La conférence de l’Association pour l’Etude du Pic Pétrolier qui s’est tenue à Cork va sans doute marquer un tournant. Les professionnels du secteur sont de plus en plus nombreux a estimer que la ressource pétrolière va plafonner sous peu. Combien de temps reste-t-il ? Cinq ans ? Peut-être moins.
Les dirigeants de l’industrie pétrolière sont de plus en plus nombreux à estimer qu’il ne reste que quelques années avant que la production de pétrole n’atteigne son maximum, et que nous nous dirigeons en aveugles vers une catastrophe économique.
Par David Strahan, The Guardian, 3 octobre 2007
La section irlandaise de l’Association pour l’Etude du Pic Pétrolier (ASPO) ne pouvait espérer de circonstances plus favorables pour elle. La semaine dernière, au premier jour de la conférence organisée par l’ASPO à Cork, le prix du pétrole a atteint son plus haut historique, et les jours suivants il a battu ce record par trois fois.

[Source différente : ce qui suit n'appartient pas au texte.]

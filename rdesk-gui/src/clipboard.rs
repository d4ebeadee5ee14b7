//! Clipboard relay gating and the local clipboard bridge.
//!
//! The relay runs only for Manage sessions, and only when the host offers
//! clipboard support *and* the local profile allows it. Both directions
//! are fire-and-forget: nothing is acknowledged or retried.

use rdesk_core::{ClipboardEvent, FeatureMask, SessionType};
use tracing::{debug, info, warn};

use crate::ports::ClipboardBridge;

/// Whether the clipboard relay may run.
pub fn clipboard_allowed(session: SessionType, host: FeatureMask, local: FeatureMask) -> bool {
    session == SessionType::Manage
        && host.contains(FeatureMask::CLIPBOARD)
        && local.contains(FeatureMask::CLIPBOARD)
}

// ── ClipboardGate ────────────────────────────────────────────────

/// Owns the bridge and switches it on or off.
pub struct ClipboardGate {
    bridge: Box<dyn ClipboardBridge>,
    active: bool,
}

impl ClipboardGate {
    /// The bridge starts disabled.
    pub fn new(bridge: Box<dyn ClipboardBridge>) -> Self {
        Self {
            bridge,
            active: false,
        }
    }

    /// Re-evaluate the gate. Returns the new state.
    pub fn evaluate(&mut self, session: SessionType, host: FeatureMask, local: FeatureMask) -> bool {
        let allowed = clipboard_allowed(session, host, local);
        if allowed != self.active {
            self.active = allowed;
            self.bridge.set_enabled(allowed);
            info!(
                enabled = allowed,
                host_clipboard = host.contains(FeatureMask::CLIPBOARD),
                local_clipboard = local.contains(FeatureMask::CLIPBOARD),
                "clipboard relay toggled"
            );
        }
        self.active
    }

    pub fn is_active(&self) -> bool {
        self.active
    }

    /// Apply host clipboard content locally. Dropped while inactive.
    pub fn inject(&mut self, event: &ClipboardEvent) {
        if self.active {
            self.bridge.apply(event);
        } else {
            debug!("clipboard relay off; ignoring inbound clipboard event");
        }
    }

    /// Pull a pending local change, if the relay is on.
    pub fn poll(&mut self) -> Option<ClipboardEvent> {
        if self.active { self.bridge.poll() } else { None }
    }

    /// Disable the bridge for good, e.g. on window close.
    pub fn shutdown(&mut self) {
        if self.active {
            self.active = false;
            self.bridge.set_enabled(false);
        }
    }
}

// ── Local clipboard bridge ───────────────────────────────────────

/// Text carried by an inbound event, if it is UTF-8 plain text.
fn plain_text(event: &ClipboardEvent) -> Option<String> {
    if !event.mime_type.starts_with("text/plain") {
        debug!(mime = %event.mime_type, "unsupported clipboard format");
        return None;
    }
    match String::from_utf8(event.data.clone()) {
        Ok(text) => Some(text),
        Err(e) => {
            debug!(len = event.data.len(), "dropping clipboard text that is not UTF-8: {e}");
            None
        }
    }
}

/// Text-only bridge to the system clipboard.
///
/// Local changes are detected by polling: [`poll`](ClipboardBridge::poll)
/// compares the current text with what was last seen or written.
#[derive(Default)]
pub struct SystemClipboard {
    clipboard: Option<arboard::Clipboard>,
    last_text: Option<String>,
}

impl SystemClipboard {
    pub fn new() -> Self {
        Self::default()
    }
}

impl ClipboardBridge for SystemClipboard {
    fn set_enabled(&mut self, enabled: bool) {
        if !enabled {
            self.clipboard = None;
            self.last_text = None;
            return;
        }
        match arboard::Clipboard::new() {
            Ok(mut cb) => {
                // Content already present is not a change.
                self.last_text = cb.get_text().ok();
                self.clipboard = Some(cb);
            }
            Err(e) => warn!("system clipboard unavailable: {e}"),
        }
    }

    fn apply(&mut self, event: &ClipboardEvent) {
        let Some(cb) = self.clipboard.as_mut() else {
            return;
        };
        let Some(text) = plain_text(event) else {
            return;
        };
        match cb.set_text(text.clone()) {
            Ok(()) => self.last_text = Some(text),
            Err(e) => warn!("failed to write clipboard: {e}"),
        }
    }

    fn poll(&mut self) -> Option<ClipboardEvent> {
        let cb = self.clipboard.as_mut()?;
        let text = cb.get_text().ok()?;
        if self.last_text.as_deref() == Some(text.as_str()) {
            return None;
        }
        self.last_text = Some(text.clone());
        Some(ClipboardEvent::text(text))
    }
}

// ── Tests ────────────────────────────────────────────────────────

Le prix a depuis baissé quelque peu, mais reste aujourd’hui autour de 80 dollars. Il a été multiplié par 8 en moins d’une décennie, et de nombreux analystes prévoient désormais qu’il pourrait atteindre 100 dollars à la fin de l’année. Tout ceci ne reflète pas uniquement des vicissitudes à court terme - comme l’effet des cyclones dans le golfe du Mexique, l’Iran, l’insécurité régnant dans le delta du Niger - mais c’est aussi l’indice d’une prise de conscience que la production pétrolière approche de ses limites géologiques fondamentales.
Depuis de nombreuses années, l’idée que la production pétrolière mondiale commencera à décliner rapidement, entraînant des conséquences économiques potentiellement catastrophiques, était ignorée par l’industrie pétrolière et restait cantonnée à la marge des débats écologiques, soulevant un intérêt sans commune mesure avec celui du réchauffement climatique. Mais lorsque les historiens se pencheront sur cette période, 2007 sera sans doute considérée comme l’année où ce sujet est entré dans le débat public. A Cork, James Schlesinger l’ancien Secrétaire à l’énergie US, a déclaré aux congressistes qu’ils n’étaient plus désormais une petite minorité criant dans le désert. « Vous pouvez considérer que vous avec gagné, » leur a-t-il dit.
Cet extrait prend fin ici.